3.  用微量加樣器吸140 ul 二甲基亞砜（MDSO），加到一個(gè)瓶中，充分混勻，為實(shí)驗(yàn)組，另一瓶不加DMSO，為空白對照組。

4.  取一個(gè)16 mm 多孔培養(yǎng)板，每孔加1 ml（35 mm 培養(yǎng)皿需加2 ml）細(xì)胞瓊脂懸液，勿有氣泡，將實(shí)驗(yàn)組和對照組分兩組加好，蓋上蓋并作好標(biāo)記。

5.  在室溫放置20分鐘使細(xì)胞瓊脂懸液凝固。

6.  然后移培養(yǎng)板或平皿于CO2培養(yǎng)箱中37℃進(jìn)行培養(yǎng)。

7.  培養(yǎng)7~10天，肉眼觀察并計(jì)數(shù)細(xì)胞集落。

8.  結(jié)果：以肉眼可見的細(xì)胞團(tuán)（含500個(gè)以上細(xì)胞）作為計(jì)數(shù)集落的標(biāo)準(zhǔn)。對照組HL-60細(xì)胞在含0.3%的軟瓊脂培養(yǎng)基中生長良好，每個(gè)孔中可見有多個(gè)集落形成，而實(shí)驗(yàn)組HL-60細(xì)胞因經(jīng)二甲基亞砜誘導(dǎo)分化，細(xì)胞在軟瓊脂中的集落形成明顯減少。

9.  集落的計(jì)數(shù)和計(jì)算：

（1）集落數(shù)=n孔中細(xì)胞集落數(shù)總和/n孔

（2）集落形成率=集落數(shù)/接種培養(yǎng)細(xì)胞總數(shù)x100%

注意事項(xiàng)

1.玻璃吸管和玻璃培養(yǎng)瓶的消毒：1）高壓蒸汽滅菌15分鐘以上，2）干烤消毒140度2小時(shí)以上。

2.消化液（pH7.8）或其它加入液，應(yīng)用高壓蒸汽滅菌或一次性無菌濾器過濾除菌，分裝成支置-20度保存。

3.無菌工作臺(tái)先清洗后用75%酒精擦拭干凈，紫外線照射40分鐘以上;各種培養(yǎng)板照射3小時(shí)以上。

4.培養(yǎng)基（pH7.2）和血清配制好后要做無菌試驗(yàn)：將血清按10%加入培養(yǎng)基內(nèi)，用無菌的玻璃離心管或玻璃瓶取完全培養(yǎng)基5-10ml置培養(yǎng)箱內(nèi)培養(yǎng)2-3天，肉眼見無渾濁或沉淀等異物。
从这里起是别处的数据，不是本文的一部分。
//! Maison CLI - shop the storefront from a terminal.
//!
//! # Usage
//!
//! ```bash
//! # Show the cart for the configured owner
//! maison cart show
//!
//! # Add a product by slug, choosing a size
//! maison cart add linen-shirt --size M
//!
//! # Change a line's quantity, or remove it
//! maison cart set 12 3
//! maison cart remove 12
//!
//! # Toggle a product on the wishlist for another owner
//! maison --owner shopper-42 wishlist toggle linen-shirt
//!
//! # Browse the catalog
//! maison catalog products --filter sale --category tops
//! ```
//!
//! # Environment Variables
//!
//! See `maison_storefront::config`; `MAISON_API_URL` is required.

#![cfg_attr(not(test), forbid(unsafe_code))]

use clap::{Parser, Subcommand};
use maison_core::{LineItemId, OwnerId};
use maison_storefront::StorefrontConfig;
use maison_storefront::views::ShopFilter;
use sentry::integrations::tracing as sentry_tracing;
use tracing_subscriber::{layer::SubscriberExt, util::SubscriberInitExt};

mod commands;

use commands::CommandError;

#[derive(Parser)]
#[command(name = "maison")]
#[command(author, version, about = "Maison storefront CLI")]
struct Cli {
    /// Owner whose cart and wishlist to use (overrides `MAISON_OWNER_ID`)
    #[arg(long, global = true)]
    owner: Option<OwnerId>,

    #[command(subcommand)]
    command: Commands,
}

#[derive(Subcommand)]
enum Commands {
    /// View and change the cart
    Cart {
        #[command(subcommand)]
        action: CartAction,
    },
    /// View and change the wishlist
    Wishlist {
        #[command(subcommand)]
        action: WishlistAction,
    },
    /// Browse products and categories
    Catalog {
        #[command(subcommand)]
        action: CatalogAction,
    },
}

#[derive(Subcommand)]
enum CartAction {
    /// List cart lines and the subtotal
    Show,
    /// Add a product by slug
    Add {
        slug: String,

        #[arg(short, long, default_value_t = 1)]
        quantity: u32,

        /// Size (defaults to the product's first size)
        #[arg(short, long)]
        size: Option<String>,

        /// Color (defaults to the product's first color)
        #[arg(short, long)]
        color: Option<String>,
    },
    /// Set a line's quantity
    Set { line_item: LineItemId, quantity: u32 },
    /// Remove a line
    Remove { line_item: LineItemId },
    /// Remove every line
    Clear,
}

#[derive(Subcommand)]
enum WishlistAction {
    /// List wishlisted products
    Show,
    /// Add a product by slug
    Add { slug: String },
    /// Remove a product by slug
    Remove { slug: String },
    /// Add the product if absent, remove it if present
    Toggle { slug: String },
}

#[derive(Subcommand)]
enum CatalogAction {
    /// List products
    Products {
        /// `all`, `new-arrivals`, `bestsellers`, or `sale`
        #[arg(short, long, default_value_t = ShopFilter::All)]
        filter: ShopFilter,

        /// Category slug
        #[arg(short, long)]
        category: Option<String>,
    },
    /// Show one product and similar products
    Product { slug: String },
    /// List categories
    Categories,
    /// List bestsellers
    Bestsellers,
    /// List new arrivals
    NewArrivals,
}

/// Initialize Sentry error tracking and return guard that must be kept alive.
fn init_sentry(config: &StorefrontConfig) -> Option<sentry::ClientInitGuard> {
    let dsn = config.sentry_dsn.as_ref()?;

    let guard = sentry::init((
        dsn.as_str(),
        sentry::ClientOptions {
            release: sentry::release_name!(),
            environment: config
                .sentry_environment
                .clone()
                .map(std::borrow::Cow::Owned),
            attach_stacktrace: true,
            ..Default::default()
        },
    ));

    tracing::info!("Sentry initialized");
    Some(guard)
}

/// Filter tracing events to Sentry event types.
fn sentry_event_filter(metadata: &tracing::Metadata<'_>) -> sentry_tracing::EventFilter {
    match *metadata.level() {
        tracing::Level::ERROR | tracing::Level::WARN => sentry_tracing::EventFilter::Event,
        tracing::Level::INFO | tracing::Level::DEBUG => sentry_tracing::EventFilter::Breadcrumb,
        _ => sentry_tracing::EventFilter::Ignore,
    }
}

fn init_tracing() {
    let env_filter = tracing_subscriber::EnvFilter::try_from_default_env()
        .unwrap_or_else(|_| "maison_storefront=info,maison=info".into());

    tracing_subscriber::registry()
        .with(env_filter)
        .with(tracing_subscriber::fmt::layer().with_writer(std::io::stderr))
        .with(sentry_tracing::layer().event_filter(sentry_event_filter))
        .init();
}

#[tokio::main]
async fn main() {
    let cli = Cli::parse();

    let config = match StorefrontConfig::from_env() {
        Ok(config) => config,
        Err(e) => {
            init_tracing();
            tracing::error!("Failed to load configuration: {e}");
            std::process::exit(2);
        }
    };

    // Sentry must be initialized before the tracing subscriber
    let _sentry_guard = init_sentry(&config);
    init_tracing();

    if let Err(e) = run(cli, config).await {
        tracing::error!("Command failed: {e}");
        std::process::exit(1);
    }
}

async fn run(cli: Cli, mut config: StorefrontConfig) -> Result<(), CommandError> {
    if let Some(owner) = cli.owner {
        config.owner_id = owner;
    }
    let session = commands::connect(&config)?;

    match cli.command {
        Commands::Cart { action } => match action {
            CartAction::Show => commands::cart::show(&session).await,
            CartAction::Add {
                slug,
                quantity,
                size,
                color,
            } => commands::cart::add(&session, &slug, quantity, size, color).await,
            CartAction::Set {
                line_item,
                quantity,
            } => commands::cart::set_quantity(&session, line_item, quantity).await,
            CartAction::Remove { line_item } => commands::cart::remove(&session, line_item).await,
            CartAction::Clear => commands::cart::clear(&session).await,
        },
        Commands::Wishlist { action } => match action {
            WishlistAction::Show => commands::wishlist::show(&session).await,
            WishlistAction::Add { slug } => commands::wishlist::add(&session, &slug).await,
            WishlistAction::Remove { slug } => commands::wishlist::remove(&session, &slug).await,
            WishlistAction::Toggle { slug } => commands::wishlist::toggle(&session, &slug).await,
        },
        Commands::Catalog { action } => match action {
            CatalogAction::Products { filter, category } => {
                commands::catalog::products(&session, filter, category.as_deref()).await
            }
            CatalogAction::Product { slug } => commands::catalog::product(&session, &slug).await,
            CatalogAction::Categories => commands::catalog::categories(&session).await,
            CatalogAction::Bestsellers => commands::catalog::bestsellers(&session).await,
            CatalogAction::NewArrivals => commands::catalog::new_arrivals(&session).await,
        },
    }
}
async fn create_wishlist_entry(
    State(state): State<AppState>,
    method: Method,
    uri: Uri,
    headers: HeaderMap,
    Json(body): Json<NewWishlistEntry>,
) -> Response {
    state.pass_gate().await;
    if let Err(response) = state.record(&method, &uri, &headers, Route::CreateWishlistEntry) {
        return response;
    }

    let mut backend = state.lock();
    backend.next_id += 1;
    let entry = WishlistEntry {
        id: WishlistEntryId::new(backend.next_id),
        owner_id: body.owner_id,
        product_id: body.product_id,
        product: None,
    };
    backend.wishlist.push(entry.clone());
    (StatusCode::CREATED, Json(entry)).into_response()
}

async fn remove_wishlist_entry(
    State(state): State<AppState>,
    Path((owner, product_id)): Path<(String, i32)>,
    method: Method,
    uri: Uri,
    headers: HeaderMap,
) -> Response {
    state.pass_gate().await;
    if let Err(response) = state.record(&method, &uri, &headers, Route::RemoveWishlistEntry) {
        return response;
    }
    let product_id = ProductId::new(product_id);
    state
        .lock()
        .wishlist
        .retain(|entry| !(entry.owner_id.as_str() == owner && entry.product_id == product_id));
    StatusCode::NO_CONTENT.into_response()
}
分裝后置4度保存。

5.培養(yǎng)箱應(yīng)先用清水清洗后用75%酒精擦拭一遍（如有紫外線的應(yīng)照射1小時(shí)以上，如有高溫滅菌的應(yīng)按程序來菌），至少每月一次。

6.進(jìn)入操作時(shí)應(yīng)注意先清洗雙手及手腕，然后用75%酒精擦拭，操作時(shí)注意無菌臺(tái)內(nèi)空間層次。手及物品不要在暴露的瓶口上方來往，如果數(shù)量較多，腫瘤細(xì)胞培養(yǎng)瓶應(yīng)放在與酒精燈平行地方便于操作，瓶與瓶之間應(yīng)相隔一定的距離，開瓶（蓋）時(shí)應(yīng)先用75%酒精反復(fù)擦拭或用燈燒，打開后應(yīng)用燈先燒口，然后燒蓋。